Download the baselineLD model LD scores

cd /project2/xinhe/m6A/ldsc/LDSCORE/

## baselineLD_v1.1
wget https://data.broadinstitute.org/alkesgroup/LDSCORE/1000G_Phase3_baselineLD_v1.1_ldscores.tgz
mkdir 1000G_Phase3_baselineLD_v1.1_ldscores
tar -xvzf 1000G_Phase3_baselineLD_v1.1_ldscores.tgz -C 1000G_Phase3_baselineLD_v1.1_ldscores

## baselineLD_v2.2
wget https://data.broadinstitute.org/alkesgroup/LDSCORE/1000G_Phase3_baselineLD_v2.2_ldscores.tgz
mkdir 1000G_Phase3_baselineLD_v2.2_ldscores
tar -xvzf 1000G_Phase3_baselineLD_v2.2_ldscores.tgz -C 1000G_Phase3_baselineLD_v2.2_ldscores

Download weights

cd /project2/xinhe/m6A/ldsc/LDSCORE/

wget https://data.broadinstitute.org/alkesgroup/LDSCORE/weights_hm3_no_hla.tgz
tar -xvzf weights_hm3_no_hla.tgz

Download allele frequencies

cd /project2/xinhe/m6A/ldsc/LDSCORE/

wget https://data.broadinstitute.org/alkesgroup/LDSCORE/1000G_Phase3_frq.tgz
tar -xvzf 1000G_Phase3_frq.tgz

Download 1000 genomes reference genotypes at hapmap 3 loci

cd /project2/xinhe/m6A/ldsc/LDSCORE/

wget https://data.broadinstitute.org/alkesgroup/LDSCORE/1000G_Phase3_plinkfiles.tgz
tar -xvzf 1000G_Phase3_plinkfiles.tgz

Download HapMap3 SNPs

cd /project2/xinhe/m6A/ldsc/LDSCORE/

wget https://data.broadinstitute.org/alkesgroup/LDSCORE/hapmap3_snps.tgz
tar -xvzf hapmap3_snps.tgz

Download a concatenated list of HapMap3 SNPs

wget https://data.broadinstitute.org/alkesgroup/LDSCORE/w_hm3.snplist.bz2
bzip2 -d w_hm3.snplist.bz2

List of HapMap 3 SNPs rsIDs

awk '{if ($1!="SNP") {print $1} }' w_hm3.snplist > listHM3.txt

Download 1000G_Phase3_cell_type_groups

tar -xvzf 1000G_Phase3_cell_type_groups.tgz

Create annotation files and compute LD scores

Computing LD scores for baseline_gene_MAF_LD annotation (based on MAF, LD, genomic annotations)
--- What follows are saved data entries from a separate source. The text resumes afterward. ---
#[cfg(test)]
mod tests {
    use super::*;

    #[test]
    fn keys_normalize_from_kebab_and_camel_case() {
        assert_eq!(normalize_key("longest-label"), "longest_label");
        assert_eq!(normalize_key("longestLabel"), "longest_label");
        assert_eq!(normalize_key("step_center"), "step_center");
        assert_eq!(normalize_key(" LargeTitle "), "large_title");
        assert_eq!(normalize_key("iso8601"), "iso8601");
    }

    #[test]
    fn booleans_are_true_when_present_unless_false() {
        assert_eq!(bool::decode(None), Ok(false));
        assert_eq!(bool::decode(Some("")), Ok(true));
        assert_eq!(bool::decode(Some("true")), Ok(true));
        assert_eq!(bool::decode(Some("false")), Ok(false));
    }

    #[test]
    fn mark_dimensions_cover_all_spellings() {
        assert_eq!(MarkDimension::parse("automatic"), Ok(MarkDimension::Automatic));
        assert_eq!(MarkDimension::parse("12"), Ok(MarkDimension::Fixed(12.0)));
        assert_eq!(MarkDimension::parse("50%"), Ok(MarkDimension::Ratio(0.5)));
        assert_eq!(MarkDimension::parse("-4"), Ok(MarkDimension::Inset(4.0)));
        assert!(MarkDimension::parse("wide").is_err());
    }

    #[test]
    fn numbers_reject_non_finite_values() {
        assert_eq!(f64::parse(" 2.5 "), Ok(2.5));
        assert!(f64::parse("NaN").is_err());
        assert!(f64::parse("inf").is_err());
        assert_eq!(i64::parse("3"), Ok(3));
        assert!(i64::parse("3.5").is_err());
    }

    #[test]
    fn missing_and_invalid_errors_name_the_type() {
        assert_eq!(
            SymbolShape::decode(None),
            Err(AttributeError::Missing { ty: "symbol shape" })
        );
        assert_eq!(
            SymbolShape::decode(Some("blob")),
            Err(AttributeError::invalid("blob", "symbol shape"))
        );
    }

    #[test]
    fn named_values_accept_any_case_convention() {
        assert_eq!(
            AxisTickLength::parse("longest-label"),
            Ok(AxisTickLength::LongestLabel)
        );
        assert_eq!(
            InterpolationMethod::parse("catmullRom"),
            Ok(InterpolationMethod::CatmullRom)
        );
        assert_eq!(
            CalendarIdentifier::parse("islamic-umm-al-qura"),
            Ok(CalendarIdentifier::IslamicUmmAlQura)
        );
        assert_eq!(Alignment::parse("topLeading"), Ok(Alignment::TOP_LEADING));
    }

    #[test]
    fn byte_count_units_parse_comma_sets() {
        let units = ByteCountUnits::parse("kb, mb").unwrap();
        assert!(units.contains(ByteCountUnits::KB));
        assert!(units.contains(ByteCountUnits::MB));
        assert!(!units.contains(ByteCountUnits::GB));
        assert!(ByteCountUnits::parse("default").unwrap().is_default());
        assert_eq!(ByteCountUnits::parse("all"), Ok(ByteCountUnits::ALL));
        assert!(ByteCountUnits::parse("kb,nibbles").is_err());
    }

    #[test]
    fn anchors_accept_names_and_pairs() {
        assert_eq!(Point::parse("top_trailing"), Ok(Point::new(1.0, 0.0)));
        assert_eq!(Point::parse("0.25,0.75"), Ok(Point::new(0.25, 0.75)));
        assert!(Point::parse("somewhere").is_err());
    }

    #[test]
    fn shape_styles_prefer_named_levels_over_colors() {
        assert_eq!(ShapeStyle::parse("tint"), Ok(ShapeStyle::Tint));
        assert_eq!(
            ShapeStyle::parse("secondary"),
            Ok(ShapeStyle::Hierarchical(HierarchicalLevel::Secondary))
        );
        assert!(matches!(ShapeStyle::parse("#ff0000"), Ok(ShapeStyle::Color(_))));
        assert!(ShapeStyle::parse("not a color").is_err());
    }

    #[test]
    fn strokes_take_a_non_negative_width() {
        assert_eq!(Stroke::parse("2").map(|s| s.width), Ok(2.0));
        assert!(Stroke::parse("-1").is_err());
    }
}
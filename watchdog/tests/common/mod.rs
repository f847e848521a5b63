use std::path::{Path, PathBuf};
use std::process::Output;
use std::time::Duration;
use tempfile::TempDir;

// Same mock the unit tests use, so both suites see one registry/node model
#[path = "../../src/test_support.rs"]
#[allow(dead_code)]
mod test_support;

pub use test_support::{MockCluster, NODE_HOST};

/// Mock registry + nodes, plus a scratch dir for the log file and the
/// restart marker.
pub struct TestEnv {
    pub cluster: MockCluster,
    temp_dir: TempDir,
}

impl TestEnv {
    /// Registered node with the given indices.
    pub async fn start(local_index: u64, reference_index: u64) -> Self {
        let cluster = MockCluster::start().await;
        cluster.set_indices(local_index, reference_index);
        Self {
            cluster,
            temp_dir: TempDir::new().expect("Failed to create temp dir"),
        }
    }

    pub fn dir(&self) -> &Path {
        self.temp_dir.path()
    }

    pub fn marker(&self) -> PathBuf {
        self.dir().join("restarted")
    }

    pub fn log_path(&self) -> PathBuf {
        self.dir().join("watchdog.log")
    }

    /// Command-line arguments for a full single-cycle run whose restart
    /// action touches `marker()`.
    pub fn once_args(&self) -> Vec<String> {
        vec![
            "--once".into(),
            "--node-id".into(),
            NODE_HOST.into(),
            "--local-url".into(),
            self.cluster.local_url(),
            "--reference-url".into(),
            self.cluster.reference_url(),
            "--registry-url".into(),
            self.cluster.registry_url(),
            "--restart-command".into(),
            format!("touch {}", self.marker().display()),
            "--fetch-timeout-secs".into(),
            "5".into(),
            "--log-file".into(),
            self.log_path().display().to_string(),
        ]
    }

    pub fn read_log(&self) -> String {
        std::fs::read_to_string(self.log_path()).unwrap_or_default()
    }
}

/// Run the compiled watchdog with `args` and wait for it to exit.
pub async fn run_watchdog(args: &[String]) -> Output {
    run_watchdog_with_env(args, &[]).await
}

/// Like [`run_watchdog`] with extra environment variables set.
pub async fn run_watchdog_with_env(args: &[String], vars: &[(&str, &str)]) -> Output {
    let mut cmd = tokio::process::Command::new(env!("CARGO_BIN_EXE_node-watchdog"));
    cmd.args(args)
        .env_remove("NODE_WATCHDOG_CONFIG")
        .env_remove("NODE_WATCHDOG_DRY_RUN")
        .envs(vars.iter().copied())
        .kill_on_drop(true);

    tokio::time::timeout(Duration::from_secs(30), cmd.output())
        .await
        .expect("watchdog did not exit")
        .expect("Failed to run watchdog")
}
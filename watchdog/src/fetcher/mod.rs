use anyhow::{Context, Result};
use reqwest::Client;
use std::time::Duration;
use tracing::debug;

use crate::error::FetchError;

/// Raw response from an endpoint. Parsing is left to the caller.
#[derive(Debug, Clone)]
pub struct HttpResponse {
    pub status: u16,
    pub body: Vec<u8>,
}

impl HttpResponse {
    pub fn is_success(&self) -> bool {
        (200..300).contains(&self.status)
    }

    pub fn text(&self) -> String {
        String::from_utf8_lossy(&self.body).into_owned()
    }
}

/// Largest response body accepted from any endpoint.
pub const MAX_BODY_BYTES: usize = 4 * 1024 * 1024;

/// GET-only HTTP client with a hard per-request deadline. No retries: a
/// failed request is retried by the next cycle, not here.
#[derive(Clone)]
pub struct HttpFetcher {
    client: Client,
    timeout: Duration,
    max_body: usize,
    user_agent: String,
}

impl HttpFetcher {
    pub fn new(timeout: Duration) -> Result<Self> {
        let client = Client::builder()
            .timeout(timeout)
            .connect_timeout(timeout)
            .build()
            .context("Failed to create HTTP client")?;

        Ok(Self {
            client,
            timeout,
            max_body: MAX_BODY_BYTES,
            user_agent: format!("node-watchdog/{}", env!("CARGO_PKG_VERSION")),
        })
    }

    pub fn with_max_body(mut self, bytes: usize) -> Self {
        self.max_body = bytes;
        self
    }

    /// GET `url` and return status and body, whatever the status. Bodies
    /// larger than the configured cap are rejected without being buffered.
    pub async fn fetch(&self, url: &str) -> std::result::Result<HttpResponse, FetchError> {
        debug!("GET {}", url);

        let mut resp = self
            .client
            .get(url)
            .header("user-agent", &self.user_agent)
            .send()
            .await
            .map_err(|e| self.classify(url, e))?;

        let status = resp.status().as_u16();
        let too_large = || FetchError::TooLarge {
            url: url.to_string(),
            limit: self.max_body,
        };
        if resp.content_length().is_some_and(|len| len > self.max_body as u64) {
            return Err(too_large());
        }

        let mut body = Vec::new();
        while let Some(chunk) = resp.chunk().await.map_err(|e| self.classify(url, e))? {
            if body.len() + chunk.len() > self.max_body {
                return Err(too_large());
            }
            body.extend_from_slice(&chunk);
        }

        debug!("GET {} -> {} ({} bytes)", url, status, body.len());
        Ok(HttpResponse { status, body })
    }

    /// Like [`fetch`](Self::fetch) but a non-2xx status is an error.
    pub async fn fetch_ok(&self, url: &str) -> std::result::Result<Vec<u8>, FetchError> {
        let resp = self.fetch(url).await?;
        if !resp.is_success() {
            return Err(FetchError::Status {
                url: url.to_string(),
                status: resp.status,
            });
        }
        Ok(resp.body)
    }

    fn classify(&self, url: &str, e: reqwest::Error) -> FetchError {
        if e.is_timeout() {
            FetchError::Timeout {
                url: url.to_string(),
                timeout: self.timeout,
            }
        } else {
            FetchError::Transport {
                url: url.to_string(),
                source: e,
            }
        }
    }
}

/// Join a base URL and an endpoint path without doubling the slash.
pub fn endpoint(base: &str, path: &str) -> String {
    format!("{}{}", base.trim_end_matches('/'), path)
}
  • source: m6AQTL_workflowr/code/extract_baselineLD_generic_annot.R
args <- commandArgs(trailingOnly = TRUE)
dir_annot <- args[1]
chrom <- args[2]

name_annot <- "baseline_gene_MAF_LD"

library(data.table)

dir_baselineLD <- "/project2/xinhe/m6A/ldsc/LDSCORE/1000G_Phase3_baselineLD_v1.1_ldscores"
annot <- read.table(paste0(dir_baselineLD, "/baselineLD.", chrom, ".annot.gz"), header = T, stringsAsFactors = F)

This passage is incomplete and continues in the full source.